= Gmax =

Computer graphics software

Screenshot

Gmax is an application based on Autodesk's 3ds Max application used by professional computer graphics artists. 3ds Max is a comprehensive modeling, animation and rendering package with some secondary post-production and compositing features. Gmax is much more limited due to its singular intended use—game content creation. Infrequently used tools and features, or the ones completely unrelated to creating 3D game models, were removed (these include most, if not all of the more complex rendering, materials, shaders, physics simulation, some of the more advanced geometry tools, in addition to the rendering engine), leaving the core modeling, texturing, and basic animation rigging and keyframing capabilities. In 2005, the promotional freeware software was discontinued after version 1.2.

==Features==
Gmax's utility can be expanded by "game packs" which feature customized tools that allow creation and exporting of customizable content to games and websites. As Gmax did not have its parent software's rendering engine, game packs were typically required to provide those features when needed(Auran was the first company to write and distribute a dedicated renderer for their Trainz Railroad Simulator series Gmax gamepacks in their initial pre-production Beta Release V0.9 (2000). Thereafter Gmax was bundled with subsequentTrainz until Trainz 2009. Maxis was the second company to write a dedicated renderer for their Gmax gamepack, BAT (Building Architect Tool) for SimCity 4 (ca. 2002). In both the game environments, a user can enter the virtual 3D world, interact with the environment, ride a car and sight see, or in the Trainz series of simulators - operate a carefully modeled realistic Train Locomotive, ride in an observation car, automobile, boat, airplane, or steamship.)

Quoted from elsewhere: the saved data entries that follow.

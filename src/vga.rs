//! VGA text console.
//!
//! Owns the only mutable alias of the 80x25 framebuffer at 0xB8000. Each cell
//! is `(attribute << 8) | code_point`; the attribute's low nibble is the
//! foreground colour, the high nibble the background. Everyone else goes
//! through [`CONSOLE`] or the `print!` macros.

use core::fmt;

use ::volatile::Volatile;
use lazy_static::lazy_static;
use spin::Mutex;

use crate::io::{inb, outb};

pub const WIDTH: usize = 80;
pub const HEIGHT: usize = 25;
pub const FRAMEBUFFER: usize = 0xb8000;

const TAB_WIDTH: usize = 8;

#[allow(dead_code)]
#[derive(Debug, Clone, Copy, PartialEq, Eq)]
#[repr(u8)]
pub enum Color {
    Black = 0,
    Blue = 1,
    Green = 2,
    Cyan = 3,
    Red = 4,
    Magenta = 5,
    Brown = 6,
    LightGray = 7,
    DarkGray = 8,
    LightBlue = 9,
    LightGreen = 10,
    LightCyan = 11,
    LightRed = 12,
    Pink = 13,
    Yellow = 14,
    White = 15,
}

#[derive(Debug, Clone, Copy, PartialEq, Eq)]
#[repr(transparent)]
pub struct ColorCode(u8);

impl ColorCode {
    pub const fn new(fg: Color, bg: Color) -> ColorCode {
        ColorCode((bg as u8) << 4 | (fg as u8))
    }

    pub const fn bits(self) -> u8 {
        self.0
    }
}

#[derive(Debug, Clone, Copy, PartialEq, Eq)]
#[repr(C)]
pub struct VgaChar {
    pub char: u8,
    pub color_code: ColorCode,
}

pub type Buffer = [[Volatile<VgaChar>; WIDTH]; HEIGHT];

/// Where the blinking hardware cursor is drawn.
pub trait CursorPort {
    fn move_to(&mut self, position: u16);
}

/// The CRTC cursor location registers.
pub struct Crtc;

impl Crtc {
    const INDEX: u16 = 0x3d4;
    const DATA: u16 = 0x3d5;
    const CURSOR_HIGH: u8 = 14;
    const CURSOR_LOW: u8 = 15;

    /// Linear cursor position as the hardware has it.
    pub fn position(&self) -> u16 {
        unsafe {
            outb(Crtc::INDEX, Crtc::CURSOR_HIGH);
            let high = inb(Crtc::DATA) as u16;
            outb(Crtc::INDEX, Crtc::CURSOR_LOW);
            let low = inb(Crtc::DATA) as u16;
            high << 8 | low
        }
    }
}

impl CursorPort for Crtc {
    fn move_to(&mut self, position: u16) {
        unsafe {
            outb(Crtc::INDEX, Crtc::CURSOR_HIGH);
            outb(Crtc::DATA, (position >> 8) as u8);
            outb(Crtc::INDEX, Crtc::CURSOR_LOW);
            outb(Crtc::DATA, position as u8);
        }
    }
}

pub struct Console<C: CursorPort> {
    buf: &'static mut Buffer,
    col: usize,
    row: usize,
    color_code: ColorCode,
    cursor: C,
}

impl<C: CursorPort> Console<C> {
    pub fn new(buf: &'static mut Buffer, cursor: C) -> Self {
        Self {
            buf,
            col: 0,
            row: 0,
            color_code: ColorCode::new(Color::LightGray, Color::Black),
            cursor,
        }
    }

    fn blank(&self) -> VgaChar {
        VgaChar {
            char: b' ',
            color_code: self.color_code,
        }
    }

    fn sync_cursor(&mut self) {
        let position = self.row * WIDTH + self.col;
        self.cursor.move_to(position as u16);
    }

    fn scroll(&mut self) {
        for row in 1..HEIGHT {
            for col in 0..WIDTH {
                let character = self.buf[row][col].read();
                self.buf[row - 1][col].write(character);
            }
        }

        // clear out last row
        let blank = self.blank();
        for col in 0..WIDTH {
            self.buf[HEIGHT - 1][col].write(blank);
        }
    }

    fn new_line(&mut self) {
        self.col = 0;
        if self.row + 1 < HEIGHT {
            self.row += 1;
        } else {
            self.scroll();
        }
    }

    fn put_byte(&mut self, byte: u8) {
        match byte {
            b'\n' => self.new_line(),
            b'\r' => self.col = 0,
            0x08 => {
                if self.col > 0 {
                    self.col -= 1;
                } else if self.row > 0 {
                    self.row -= 1;
                    self.col = WIDTH - 1;
                }
                let blank = self.blank();
                self.buf[self.row][self.col].write(blank);
            }
            b'\t' => {
                self.col = (self.col / TAB_WIDTH + 1) * TAB_WIDTH;
                if self.col >= WIDTH {
                    self.new_line();
                }
            }
            // no bell on the console; the speaker is for applications
            0x07 => {}
            byte => {
                self.buf[self.row][self.col].write(VgaChar {
                    char: byte,
                    color_code: self.color_code,
                });
                self.col += 1;
                if self.col == WIDTH {
                    self.new_line();
                }
            }
        }
    }

    /// Write one code page 437 byte at the cursor, interpreting `\n`, `\r`,
    /// backspace, `\t` and bell.
    pub fn putc(&mut self, byte: u8) {
        self.put_byte(byte);
        self.sync_cursor();
    }

    pub fn write_bytes(&mut self, bytes: &[u8]) {
        for &byte in bytes {
            self.put_byte(byte);
        }
        self.sync_cursor();
    }

    /// Write a cell without moving the cursor. Out-of-range cells are ignored.
    pub fn putc_at(&mut self, x: usize, y: usize, byte: u8, fg: Color, bg: Color) {
        if x < WIDTH && y < HEIGHT {
            self.buf[y][x].write(VgaChar {
                char: byte,
                color_code: ColorCode::new(fg, bg),
            });
        }
    }

    /// Write a string from (x, y) without moving the cursor, clipped at the
    /// right edge.
    pub fn put_str_at(&mut self, x: usize, y: usize, s: &str, fg: Color, bg: Color) {
        for (i, byte) in s.bytes().enumerate() {
            self.putc_at(x + i, y, byte, fg, bg);
        }
    }

    pub fn clear(&mut self) {
        let blank = self.blank();
        for row in self.buf.iter_mut() {
            for cell in row.iter_mut() {
                cell.write(blank);
            }
        }
        self.col = 0;
        self.row = 0;
        self.sync_cursor();
    }

    pub fn set_color(&mut self, fg: Color, bg: Color) {
        self.color_code = ColorCode::new(fg, bg);
    }

    pub fn color(&self) -> ColorCode {
        self.color_code
    }

    /// Move the cursor, clamped to the screen.
    pub fn set_cursor(&mut self, x: usize, y: usize) {
        self.col = x.min(WIDTH - 1);
        self.row = y.min(HEIGHT - 1);
        self.sync_cursor();
    }

    pub fn get_cursor(&self) -> (usize, usize) {
        (self.col, self.row)
    }

    pub fn cell(&self, x: usize, y: usize) -> VgaChar {
        self.buf[y][x].read()
    }
}

impl<C: CursorPort> fmt::Write for Console<C> {
    fn write_str(&mut self, s: &str) -> fmt::Result {
        for c in s.chars() {
            // Outside ASCII the font is code page 437, not Unicode.
            let byte = if c.is_ascii() { c as u8 } else { 0xfe };
            self.put_byte(byte);
        }
        self.sync_cursor();
        Ok(())
    }
}

lazy_static! {
    pub static ref CONSOLE: Mutex<Console<Crtc>> = Mutex::new(Console::new(
        unsafe { &mut *(FRAMEBUFFER as *mut Buffer) },
        Crtc
    ));
}

/// Blank the screen so early messages start at the top.
pub fn init() {
    let mut console = CONSOLE.lock();
    console.clear();
    debug!("console {}x{} at {:#x}", WIDTH, HEIGHT, FRAMEBUFFER);
}

#[doc(hidden)]
pub fn _print(args: fmt::Arguments) {
    use core::fmt::Write;
    // The console itself never fails.
    let _ = CONSOLE.lock().write_fmt(args);
}

#[macro_export]
macro_rules! print {
    ($($arg:tt)*) => {
        $crate::vga::_print(format_args!($($arg)*))
    };
}

#[macro_export]
macro_rules! println {
    () => ($crate::print!("\n"));
    ($fmt:expr) => ($crate::print!(concat!($fmt, "\n")));
    ($fmt:expr, $($arg:tt)*) => ($crate::print!(
        concat!($fmt, "\n"), $($arg)*));
}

The introduction of Gmax and Autodesk's distribution of the core tools was thought to be aimed towards remedying the 'limited-options infringement' of 3D modeling packages that had been widespread among amateur 3D modeling and game mod communities to that point. Until the introduction of Gmax, and a similar 'game modeler' version of Maya soon after, amateur modelers had extremely limited access to the tools needed for 3D artwork. Gmax enabled modelers to have legitimate access to content creation tools similar to those used by professionals.

===Redistribution===
Auran/N3V distributed Gmax from the outset as a licensed partner as an included part of the Trainz series of simulators, along with a document "Content Creators" manual, up through and including the release of Trainz 2004 Deluxe, after which they provided a download link in the many versions of TRS2006 before the technology became obsolescent.

Microsoft distributed Gmax with Microsoft Flight Simulator (MSFS) beginning with the 2002 version. Most of the freeware and payware add-on aircraft and scenery is created with Gmax and it's considered to be the standard modeller for MSFS, although it does have competition in the form of the more user-friendly Flight Simulator Design Studio. It can make use of special animations through XML coding written into parts.

==Cancellation==
As of October 16, 2005 AutoDesk Media and Entertainment has discontinued and no longer supports Gmax. Instead, the company has decided to focus on 3ds Max. However, the last version of Gmax is available for free to download from the official support website.

- Note: As of 2022, you can no longer download the software from Turbo Squid's page.

==Software license agreement==
There has been some debate as to whether exporting Quake 3 models for use with a game other than Quake 3 is a violation of the Gmax software license agreement (or EULA). Product manager Paul Perreault has publicly stated that "Gmax is a tool to create 3d content—what you create with Gmax is your business, not ours." He continues, "Discreet is not opposed to exporting data from Gmax—provided Discreet is the decision maker about what formats are supported." Export to the Quake 3 model format is officially supported by Discreet. Therefore, using Gmax to create and export models to the .md3 format does not appear to be a violation of the terms of the Gmax EULA.